The European Commission has issued its new action plan entitled A fairer corporate tax system in the EU on June 17. Europe’s trade unions support a fairer and more efficient corporate tax regime addressing tax avoidance which is robbing society of billions of Euros to finance public services and social protection and to redistribute wealth and income. But the Commission’s plans lack clear actions.
The Commission states that companies must pay tax where they make profits and stop shifting profits to low tax regimes for example through intellectual property patent boxes. An important case was McDonald’s as the Unhappy Meal report of EPSU and others demonstrated and which triggered a preliminary investigation by the European Commission.
“The plan offers a good and clear diagnosis but no immediate prospect of a cure” said ETUC General Secretary Bernadette Ségol. “The Commission seems determined to put an end to corporate tax abuse yet two central measures of the plan, a mandatory common corporate consolidated tax base (CCCTB) and country by country reporting still need to be published. People expect actions as well as fine words.”
“Nurses, social carers, tax inspectors, firefighters will continue being told to tighten their belt due to lack of public cash while profitable transnational companies like Ikea, Google, Amazon, Starbucks, Fiat Finance and McDonald’s pay less than 1% on astronomical profits”, said EPSU General Secretary Jan Willem Goudriaan. Why delay until end of 2016 a revised CCCTB that should indeed be mandatory for multinationals with a minimum tax rate of at least 25%? Doesn’t the Commission trust its own judgment on such a crucial issue of public concern?”.

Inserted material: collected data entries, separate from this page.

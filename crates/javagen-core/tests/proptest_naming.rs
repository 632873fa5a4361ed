//! Property-based tests for identifier normalization
//!
//! Normalization must be a pure function of the key: the same key always yields the
//! same identifier, and the output only contains characters legal in Java identifiers.

use javagen_core::naming::{media_type_to_identifier, message_key_to_identifier};
use javagen_core::{ArtifactKind, ArtifactSpec, CatalogEntry, GeneratedIdentifier};
use proptest::prelude::*;

// Strategy: Generate message-code style keys
fn arb_message_key() -> impl Strategy<Value = String> {
    "[A-Z][A-Za-z0-9.-]{0,30}"
}

// Strategy: Generate media-type strings as found in mime.types
fn arb_media_type() -> impl Strategy<Value = String> {
    "[a-z]{1,12}/[a-z0-9][a-z0-9.+-]{0,30}"
}

proptest! {
    /// Property: message key normalization is deterministic and separator-free
    #[test]
    fn proptest_message_key_normalization_is_pure(key in arb_message_key()) {
        let first = message_key_to_identifier(&key);
        let second = message_key_to_identifier(&key);

        prop_assert_eq!(&first, &second);
        prop_assert!(!first.contains('.') && !first.contains('-'));
        prop_assert_eq!(first.len(), key.len());
    }

    /// Property: media type normalization yields an upper-case identifier
    #[test]
    fn proptest_media_type_normalization_is_pure(media_type in arb_media_type()) {
        let first = media_type_to_identifier(&media_type);

        prop_assert_eq!(&first, &media_type_to_identifier(&media_type));
        prop_assert!(first.chars().all(|c| c.is_ascii_uppercase() || c.is_ascii_digit() || c == '_'));
        prop_assert!(GeneratedIdentifier::derive(ArtifactKind::TypeEnum, &media_type).is_ok());
    }

    /// Property: an identifier does not depend on the other entries or their order
    #[test]
    fn proptest_identifier_independent_of_neighbours(
        types in prop::collection::hash_set(arb_media_type(), 1..8)
    ) {
        let types: Vec<String> = types.into_iter().collect();
        let entries: Vec<CatalogEntry> = types
            .iter()
            .map(|t| CatalogEntry::media_type(t.clone(), ["ext"]))
            .collect();
        let mut reversed = entries.clone();
        reversed.reverse();

        let forward = ArtifactSpec::media_types("p", entries).identifiers();
        let backward = ArtifactSpec::media_types("p", reversed).identifiers();

        // Collisions are possible among random types; both orders must agree on that too
        prop_assert_eq!(forward.is_ok(), backward.is_ok());

        if let (Ok(forward), Ok(mut backward)) = (forward, backward) {
            backward.reverse();
            prop_assert_eq!(forward, backward);
        }
    }
}
//! Java source text helpers shared by the renderers.

use javagen_core::GENERATED_MARKER;

/// One level of indentation in generated code.
pub(crate) const INDENT: &str = "    ";

/// Write the package declaration, if any, followed by a blank line.
pub(crate) fn push_package(code: &mut String, package: &str) {
    if !package.is_empty() {
        code.push_str(&format!("package {package};\n\n"));
    }
}

/// Write the class-level Javadoc carrying the generated-code marker.
pub(crate) fn push_generated_header(code: &mut String) {
    code.push_str("/**\n");
    code.push_str(&format!(" * {GENERATED_MARKER}\n"));
    code.push_str(" */\n");
}

/// Write a Javadoc block at `indent`.
///
/// `lines` are raw text; each is escaped. An empty line yields a bare ` *`.
pub(crate) fn push_javadoc(code: &mut String, indent: &str, lines: &[String]) {
    code.push_str(indent);
    code.push_str("/**\n");

    for line in lines {
        code.push_str(indent);
        if line.is_empty() {
            code.push_str(" *\n");
        } else {
            code.push_str(" * ");
            code.push_str(&javadoc_text(line));
            code.push('\n');
        }
    }

    code.push_str(indent);
    code.push_str(" */\n");
}

/// Quote `s` as a Java string literal.
///
/// Output is pure ASCII: non-ASCII characters become `\uXXXX` escapes and control
/// characters use the escape sequences javac accepts inside a literal.
pub(crate) fn string_literal(s: &str) -> String {
    let mut out = String::with_capacity(s.len() + 2);
    out.push('"');

    for c in s.chars() {
        match c {
            '"' => out.push_str("\\\""),
            '\\' => out.push_str("\\\\"),
            '\n' => out.push_str("\\n"),
            '\r' => out.push_str("\\r"),
            '\t' => out.push_str("\\t"),
            '\x08' => out.push_str("\\b"),
            '\x0c' => out.push_str("\\f"),
            c if c.is_ascii_control() => out.push_str(&format!("\\{:03o}", c as u32)),
            c if c.is_ascii() => out.push(c),
            c => {
                let mut units = [0u16; 2];
                for unit in c.encode_utf16(&mut units) {
                    out.push_str(&format!("\\u{unit:04x}"));
                }
            }
        }
    }

    out.push('"');
    out
}

/// Escape text for use inside a Javadoc comment.
///
/// Neutralizes comment terminators, HTML markup, tags at the start of a line, and
/// backslashes (javac decodes `\u` escapes even inside comments).
pub(crate) fn javadoc_text(s: &str) -> String {
    let mut out = String::with_capacity(s.len());

    for (index, c) in s.chars().enumerate() {
        match c {
            '&' => out.push_str("&amp;"),
            '<' => out.push_str("&lt;"),
            '>' => out.push_str("&gt;"),
            '\\' => out.push_str("&#92;"),
            '@' if index == 0 => out.push_str("&#64;"),
            '/' if out.ends_with('*') => out.push_str("&#47;"),
            c => out.push(c),
        }
    }

    out
}

/// Split message text into Javadoc lines, dropping surrounding blank lines.
pub(crate) fn text_lines(prefix: &str, text: &str) -> Vec<String> {
    let mut lines: Vec<String> = text.trim().lines().map(|l| l.trim().to_string()).collect();

    match lines.first_mut() {
        Some(first) => first.insert_str(0, prefix),
        None => lines.push(prefix.trim_end().to_string()),
    }

    lines
}

#[cfg(test)]
#[path = "source/source_tests.rs"]
mod source_tests;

“The only concrete measure on the table is a common list of 30 tax havens, which we have been calling for to avoid competing national lists, but the proposal includes no deterring sanctions and makes no mention of notorious business-friendly tax regimes at the heart of the EU. The billions of hidden Euros will continue accumulating.” said Bernadette Ségol.
“Whilst 10% of the jobs in EU tax administrations have been axed since 2008, the one measure that could facilitate their work, public country by country reporting, is delayed despite all the evidence that it can work and must become reality now” added Mr Goudriaan.